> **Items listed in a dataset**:
>>>>>

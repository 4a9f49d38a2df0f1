//! Mounting the widget into a page.
//!
//! [`mount_audio_player`] builds the DOM (container, heading, `<audio>`,
//! controls), wires the listeners and renders on every state change. The
//! returned [`MountedPlayer`] owns all of it: dropping it removes the
//! listeners and the nodes and releases the audio element. Navigating away
//! (`pagehide`) releases the audio element as well, unless the page is kept
//! in the back/forward cache; then playback is only paused so the widget
//! works again when the page is restored.

use std::rc::{Rc, Weak};

use core_playback::{AudioPlayer, ControlView, PlaybackError, StateChange};
use core_runtime::config::WidgetConfig;
use core_runtime::events::Subscription;
use tracing::{debug, info};
use wasm_bindgen::closure::Closure;
use wasm_bindgen::JsCast;
use web_sys::{
    Document, Element, Event, EventTarget, HtmlElement, PageTransitionEvent, Window,
};

use crate::audio::HtmlAudioHandle;
use crate::error::{WasmError, WasmResult};
use crate::view::{create, ControlSurface};

const ROOT_CLASS: &str = "audio-player";

/// DOM event listener removed on drop.
struct EventListener {
    target: EventTarget,
    event: &'static str,
    callback: Closure<dyn FnMut(Event)>,
}

impl EventListener {
    fn attach(
        target: &EventTarget,
        event: &'static str,
        callback: impl FnMut(Event) + 'static,
    ) -> WasmResult<Self> {
        let callback = Closure::<dyn FnMut(Event)>::new(callback);
        target.add_event_listener_with_callback(event, callback.as_ref().unchecked_ref())?;
        Ok(Self {
            target: target.clone(),
            event,
            callback,
        })
    }
}

impl Drop for EventListener {
    fn drop(&mut self) {
        let _ = self
            .target
            .remove_event_listener_with_callback(self.event, self.callback.as_ref().unchecked_ref());
    }
}

/// A widget living in the page.
pub struct MountedPlayer {
    root: HtmlElement,
    listeners: Vec<EventListener>,
    _render: Subscription,
    player: Rc<AudioPlayer>,
}

impl MountedPlayer {
    pub fn player(&self) -> &AudioPlayer {
        &self.player
    }

    /// The widget's outermost element.
    pub fn root(&self) -> &HtmlElement {
        &self.root
    }

    /// Explicit form of dropping the widget.
    pub fn unmount(self) {
        info!("Unmounting audio widget");
    }
}

impl Drop for MountedPlayer {
    fn drop(&mut self) {
        self.listeners.clear();
        self.root.remove();
        self.player.release();
        debug!("Removed audio widget from the page");
    }
}

/// Build the widget inside `target` and start it.
///
/// # Errors
///
/// Fails when the configuration is invalid, when there is no `window` or
/// `document`, or when a DOM call throws.
pub fn mount_audio_player(target: &Element, config: WidgetConfig) -> WasmResult<MountedPlayer> {
    config.validate().map_err(PlaybackError::from)?;

    let window = web_sys::window().ok_or_else(|| WasmError::Unavailable("window".into()))?;
    let document = window
        .document()
        .ok_or_else(|| WasmError::Unavailable("document".into()))?;

    let root: HtmlElement = create(&document, "div")?;
    root.set_class_name(ROOT_CLASS);

    let heading: HtmlElement = create(&document, "h2")?;
    heading.set_text_content(Some(&config.title));
    root.append_child(&heading)?;

    let audio = Rc::new(
        HtmlAudioHandle::create(&document, &config.source(), &config.fallback_text)
            .map_err(PlaybackError::from)?,
    );
    root.append_child(audio.element())?;

    let surface = Rc::new(ControlSurface::build(&document, config.volume_step)?);
    root.append_child(surface.container())?;

    let step = config.volume_step;
    let player = Rc::new(AudioPlayer::mount(config, audio)?);
    surface.render(&player.view());

    let render_surface = Rc::clone(&surface);
    let render = player.subscribe(move |change: &StateChange| {
        render_surface.render(&ControlView::from_state(&change.current, step));
    });

    let listeners = bind_listeners(&window, &surface, Rc::downgrade(&player))?;

    target.append_child(&root)?;
    info!(target_id = %target.id(), "Mounted audio widget");

    Ok(MountedPlayer {
        root,
        listeners,
        _render: render,
        player,
    })
}

/// Mount into the element with id `target_id`.
pub fn mount_audio_player_by_id(target_id: &str, config: WidgetConfig) -> WasmResult<MountedPlayer> {
    let target = document()?
        .get_element_by_id(target_id)
        .ok_or_else(|| WasmError::ElementNotFound(format!("#{}", target_id)))?;
    mount_audio_player(&target, config)
}

/// Mount into the first element matching `selector`.
pub fn mount_audio_player_in(selector: &str, config: WidgetConfig) -> WasmResult<MountedPlayer> {
    let target = document()?
        .query_selector(selector)?
        .ok_or_else(|| WasmError::ElementNotFound(selector.to_string()))?;
    mount_audio_player(&target, config)
}

fn document() -> WasmResult<Document> {
    web_sys::window()
        .ok_or_else(|| WasmError::Unavailable("window".into()))?
        .document()
        .ok_or_else(|| WasmError::Unavailable("document".into()))
}

fn bind_listeners(
    window: &Window,
    surface: &ControlSurface,
    player: Weak<AudioPlayer>,
) -> WasmResult<Vec<EventListener>> {
    let on_play = player.clone();
    let on_mute = player.clone();
    let on_input = player.clone();
    let on_pagehide = player;
    let slider = surface.slider().clone();

    Ok(vec![
        EventListener::attach(surface.play_button(), "click", move |_| {
            if let Some(player) = on_play.upgrade() {
                player.toggle_play_pause();
            }
        })?,
        EventListener::attach(surface.mute_button(), "click", move |_| {
            if let Some(player) = on_mute.upgrade() {
                player.toggle_mute();
            }
        })?,
        EventListener::attach(surface.slider(), "input", move |_| {
            if let Some(player) = on_input.upgrade() {
                player.set_volume(slider.value_as_number());
            }
        })?,
        EventListener::attach(window, "pagehide", move |event| {
            if let Some(player) = on_pagehide.upgrade() {
                on_page_hidden(&player, &event);
            }
        })?,
    ])
}

fn on_page_hidden(player: &AudioPlayer, event: &Event) {
    let persisted = event
        .dyn_ref::<PageTransitionEvent>()
        .map_or(false, PageTransitionEvent::persisted);

    if persisted {
        debug!("Page entering back/forward cache, pausing audio");
        if player.state().is_playing {
            player.toggle_play_pause();
        }
        return;
    }

    debug!("Page hidden, releasing audio");
    player.release();
}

<<<<<

> **Task directions**: Exactly as given, repeat every record above.

> **Reply**:
repository 4a9f49d38a2df0f1
//! Mounting the widget into a page.
//!
//! [`mount_audio_player`] builds the DOM (container, heading, `<audio>`,
//! controls), wires the listeners and renders on every state change. The
//! returned [`MountedPlayer`] owns all of it: dropping it removes the
//! listeners and the nodes and releases the audio element. Navigating away
//! (`pagehide`) releases the audio element as well, unless the page is kept
//! in the back/forward cache; then playback is only paused so the widget
//! works again when the page is restored.

use std::rc::{Rc, Weak};

use core_playback::{AudioPlayer, ControlView, PlaybackError, StateChange};
use core_runtime::config::WidgetConfig;
use core_runtime::events::Subscription;
use tracing::{debug, info};
use wasm_bindgen::closure::Closure;
use wasm_bindgen::JsCast;
use web_sys::{
    Document, Element, Event, EventTarget, HtmlElement, PageTransitionEvent, Window,
};

use crate::audio::HtmlAudioHandle;
use crate::error::{WasmError, WasmResult};
use crate::view::{create, ControlSurface};

const ROOT_CLASS: &str = "audio-player";

/// DOM event listener removed on drop.
struct EventListener {
    target: EventTarget,
    event: &'static str,
    callback: Closure<dyn FnMut(Event)>,
}

impl EventListener {
    fn attach(
        target: &EventTarget,
        event: &'static str,
        callback: impl FnMut(Event) + 'static,
    ) -> WasmResult<Self> {
        let callback = Closure::<dyn FnMut(Event)>::new(callback);
        target.add_event_listener_with_callback(event, callback.as_ref().unchecked_ref())?;
        Ok(Self {
            target: target.clone(),
            event,
            callback,
        })
    }
}

impl Drop for EventListener {
    fn drop(&mut self) {
        let _ = self
            .target
            .remove_event_listener_with_callback(self.event, self.callback.as_ref().unchecked_ref());
    }
}

/// A widget living in the page.
pub struct MountedPlayer {
    root: HtmlElement,
    listeners: Vec<EventListener>,
    _render: Subscription,
    player: Rc<AudioPlayer>,
}

impl MountedPlayer {
    pub fn player(&self) -> &AudioPlayer {
        &self.player
    }

    /// The widget's outermost element.
    pub fn root(&self) -> &HtmlElement {
        &self.root
    }

    /// Explicit form of dropping the widget.
    pub fn unmount(self) {
        info!("Unmounting audio widget");
    }
}

impl Drop for MountedPlayer {
    fn drop(&mut self) {
        self.listeners.clear();
        self.root.remove();
        self.player.release();
        debug!("Removed audio widget from the page");
    }
}

/// Build the widget inside `target` and start it.
///
/// # Errors
///
/// Fails when the configuration is invalid, when there is no `window` or
/// `document`, or when a DOM call throws.
pub fn mount_audio_player(target: &Element, config: WidgetConfig) -> WasmResult<MountedPlayer> {
    config.validate().map_err(PlaybackError::from)?;

    let window = web_sys::window().ok_or_else(|| WasmError::Unavailable("window".into()))?;
    let document = window
        .document()
        .ok_or_else(|| WasmError::Unavailable("document".into()))?;

    let root: HtmlElement = create(&document, "div")?;
    root.set_class_name(ROOT_CLASS);

    let heading: HtmlElement = create(&document, "h2")?;
    heading.set_text_content(Some(&config.title));
    root.append_child(&heading)?;

    let audio = Rc::new(
        HtmlAudioHandle::create(&document, &config.source(), &config.fallback_text)
            .map_err(PlaybackError::from)?,
    );
    root.append_child(audio.element())?;

    let surface = Rc::new(ControlSurface::build(&document, config.volume_step)?);
    root.append_child(surface.container())?;

    let step = config.volume_step;
    let player = Rc::new(AudioPlayer::mount(config, audio)?);
    surface.render(&player.view());

    let render_surface = Rc::clone(&surface);
    let render = player.subscribe(move |change: &StateChange| {
        render_surface.render(&ControlView::from_state(&change.current, step));
    });

    let listeners = bind_listeners(&window, &surface, Rc::downgrade(&player))?;

    target.append_child(&root)?;
    info!(target_id = %target.id(), "Mounted audio widget");

    Ok(MountedPlayer {
        root,
        listeners,
        _render: render,
        player,
    })
}

/// Mount into the element with id `target_id`.
pub fn mount_audio_player_by_id(target_id: &str, config: WidgetConfig) -> WasmResult<MountedPlayer> {
    let target = document()?
        .get_element_by_id(target_id)
        .ok_or_else(|| WasmError::ElementNotFound(format!("#{}", target_id)))?;
    mount_audio_player(&target, config)
}

/// Mount into the first element matching `selector`.
pub fn mount_audio_player_in(selector: &str, config: WidgetConfig) -> WasmResult<MountedPlayer> {
    let target = document()?
        .query_selector(selector)?
        .ok_or_else(|| WasmError::ElementNotFound(selector.to_string()))?;
    mount_audio_player(&target, config)
}

fn document() -> WasmResult<Document> {
    web_sys::window()
        .ok_or_else(|| WasmError::Unavailable("window".into()))?
        .document()
        .ok_or_else(|| WasmError::Unavailable("document".into()))
}

fn bind_listeners(
    window: &Window,
    surface: &ControlSurface,
    player: Weak<AudioPlayer>,
) -> WasmResult<Vec<EventListener>> {
    let on_play = player.clone();
    let on_mute = player.clone();
    let on_input = player.clone();
    let on_pagehide = player;
    let slider = surface.slider().clone();

    Ok(vec![
        EventListener::attach(surface.play_button(), "click", move |_| {
            if let Some(player) = on_play.upgrade() {
                player.toggle_play_pause();
            }
        })?,
        EventListener::attach(surface.mute_button(), "click", move |_| {
            if let Some(player) = on_mute.upgrade() {
                player.toggle_mute();
            }
        })?,
        EventListener::attach(surface.slider(), "input", move |_| {
            if let Some(player) = on_input.upgrade() {
                player.set_volume(slider.value_as_number());
            }
        })?,
        EventListener::attach(window, "pagehide", move |event| {
            if let Some(player) = on_pagehide.upgrade() {
                on_page_hidden(&player, &event);
            }
        })?,
    ])
}

fn on_page_hidden(player: &AudioPlayer, event: &Event) {
    let persisted = event
        .dyn_ref::<PageTransitionEvent>()
        .map_or(false, PageTransitionEvent::persisted);

    if persisted {
        debug!("Page entering back/forward cache, pausing audio");
        if player.state().is_playing {
            player.toggle_play_pause();
        }
        return;
    }

    debug!("Page hidden, releasing audio");
    player.release();
}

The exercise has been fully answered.